───── STORED DATA ─────

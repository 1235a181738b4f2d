//! # Agrimarket Chat Client - Library Root
//!
//! Realtime chat for the marketplace: buyer/seller conversations and
//! support chats, kept usable while the connection comes and goes.
//!
//! ## Architecture
//!
//! ```text
//! ┌────────────────────────────────────────────────────────┐
//! │              chat-client (this crate)                  │
//! │  sessions  - ChatSession / SupportChatSession          │
//! │  runtime   - one cache, one connection, one API client │
//! │  api       - REST endpoints (reqwest)                  │
//! ├────────────────────────────────────────────────────────┤
//! │  lib-realtime - connection manager, pending processor  │
//! │  lib-core     - config, SQLite chat cache, outbox      │
//! └────────────────────────────────────────────────────────┘
//!          │ HTTP                         │ WebSocket
//!          ▼                              ▼
//! ┌─────────────────┐          ┌─────────────────────────┐
//! │  Marketplace    │          │   Realtime hub          │
//! │  REST API       │          │                         │
//! └─────────────────┘          └─────────────────────────┘
//! ```
//!
//! ## Usage
//!
//! ```rust,no_run
//! use chat_client::ChatRuntime;
//! use lib_realtime::Credentials;
//! use shared::dto::chat::SenderType;
//!
//! # async fn example() -> chat_client::Result<()> {
//! let config = lib_core::config::Config::default();
//! let runtime = ChatRuntime::start(&config, Credentials::new("token", SenderType::User, "u1")).await?;
//! runtime.connect().await;
//!
//! let chats = runtime.chat_session();
//! chats.load_chats().await?;
//! chats.set_active_chat("c1").await?;
//! chats.send_message("c1", "Are the tomatoes still available?", "seller-7").await?;
//! # Ok(())
//! # }
//! ```

pub mod api;
pub mod error;
pub mod logging;
pub mod runtime;
pub mod sessions;

pub use api::{ApiClient, ChatApi};
pub use error::{AppError, Result};
pub use runtime::ChatRuntime;
pub use sessions::{ChatSession, SessionView, SupportChatSession};
//! # Support Chat API
//!
//! Same operations for every role, under a role-specific base path.

use super::client::ApiClient;
use crate::error::Result;
use shared::dto::api::*;
use shared::dto::chat::{ClientRole, SenderType, SupportChat, SupportMessage};

/// Base path of the support endpoints for `role`.
pub fn support_base_path(role: ClientRole) -> &'static str {
    match role {
        SenderType::User => "/api/user/support-chats",
        SenderType::Agent => "/api/agent/chats",
        SenderType::Admin => "/api/admin/support-chats",
    }
}

fn chat_path(role: ClientRole, chat_id: &str, action: &str) -> String {
    format!("{}/{}/{}", support_base_path(role), chat_id, action)
}

pub async fn list_support_chats(api: &ApiClient, role: ClientRole) -> Result<Vec<SupportChat>> {
    let response: SupportChatListResponse = api.fetch(api.get(support_base_path(role))).await?;
    Ok(response.chats)
}

pub async fn list_support_messages(
    api: &ApiClient,
    role: ClientRole,
    chat_id: &str,
) -> Result<Vec<SupportMessage>> {
    let path = chat_path(role, chat_id, "messages");
    let response: SupportMessageListResponse = api.fetch(api.get(&path)).await?;
    Ok(response.messages)
}

pub async fn send_support_message(
    api: &ApiClient,
    role: ClientRole,
    chat_id: &str,
    request: &SendMessageRequest,
) -> Result<SupportMessage> {
    let path = chat_path(role, chat_id, "messages");
    let response: SupportMessageResponse = api.fetch(api.post(&path).json(request)).await?;
    Ok(response.message)
}

pub async fn create_support_chat(
    api: &ApiClient,
    request: &CreateSupportChatRequest,
) -> Result<SupportChat> {
    let path = support_base_path(SenderType::User);
    let response: SupportChatResponse = api.fetch(api.post(path).json(request)).await?;
    Ok(response.chat)
}

pub async fn resolve_support_chat(api: &ApiClient, role: ClientRole, chat_id: &str) -> Result<()> {
    let path = chat_path(role, chat_id, "resolve");
    api.execute(api.post(&path)).await
}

─────

▶ YOUR OBJECTIVE
In the data above, retype exactly and only the lines between the one holding "role-specific base path." and the one holding "ClientRole, chat_id: &str)", inclusive.

▶ EXPECTED ANSWER
//! Same operations for every role, under a role-specific base path.

use super::client::ApiClient;
use crate::error::Result;
use shared::dto::api::*;
use shared::dto::chat::{ClientRole, SenderType, SupportChat, SupportMessage};

/// Base path of the support endpoints for `role`.
pub fn support_base_path(role: ClientRole) -> &'static str {
    match role {
        SenderType::User => "/api/user/support-chats",
        SenderType::Agent => "/api/agent/chats",
        SenderType::Admin => "/api/admin/support-chats",
    }
}

fn chat_path(role: ClientRole, chat_id: &str, action: &str) -> String {
    format!("{}/{}/{}", support_base_path(role), chat_id, action)
}

pub async fn list_support_chats(api: &ApiClient, role: ClientRole) -> Result<Vec<SupportChat>> {
    let response: SupportChatListResponse = api.fetch(api.get(support_base_path(role))).await?;
    Ok(response.chats)
}

pub async fn list_support_messages(
    api: &ApiClient,
    role: ClientRole,
    chat_id: &str,
) -> Result<Vec<SupportMessage>> {
    let path = chat_path(role, chat_id, "messages");
    let response: SupportMessageListResponse = api.fetch(api.get(&path)).await?;
    Ok(response.messages)
}

pub async fn send_support_message(
    api: &ApiClient,
    role: ClientRole,
    chat_id: &str,
    request: &SendMessageRequest,
) -> Result<SupportMessage> {
    let path = chat_path(role, chat_id, "messages");
    let response: SupportMessageResponse = api.fetch(api.post(&path).json(request)).await?;
    Ok(response.message)
}

pub async fn create_support_chat(
    api: &ApiClient,
    request: &CreateSupportChatRequest,
) -> Result<SupportChat> {
    let path = support_base_path(SenderType::User);
    let response: SupportChatResponse = api.fetch(api.post(path).json(request)).await?;
    Ok(response.chat)
}

pub async fn resolve_support_chat(api: &ApiClient, role: ClientRole, chat_id: &str) -> Result<()> {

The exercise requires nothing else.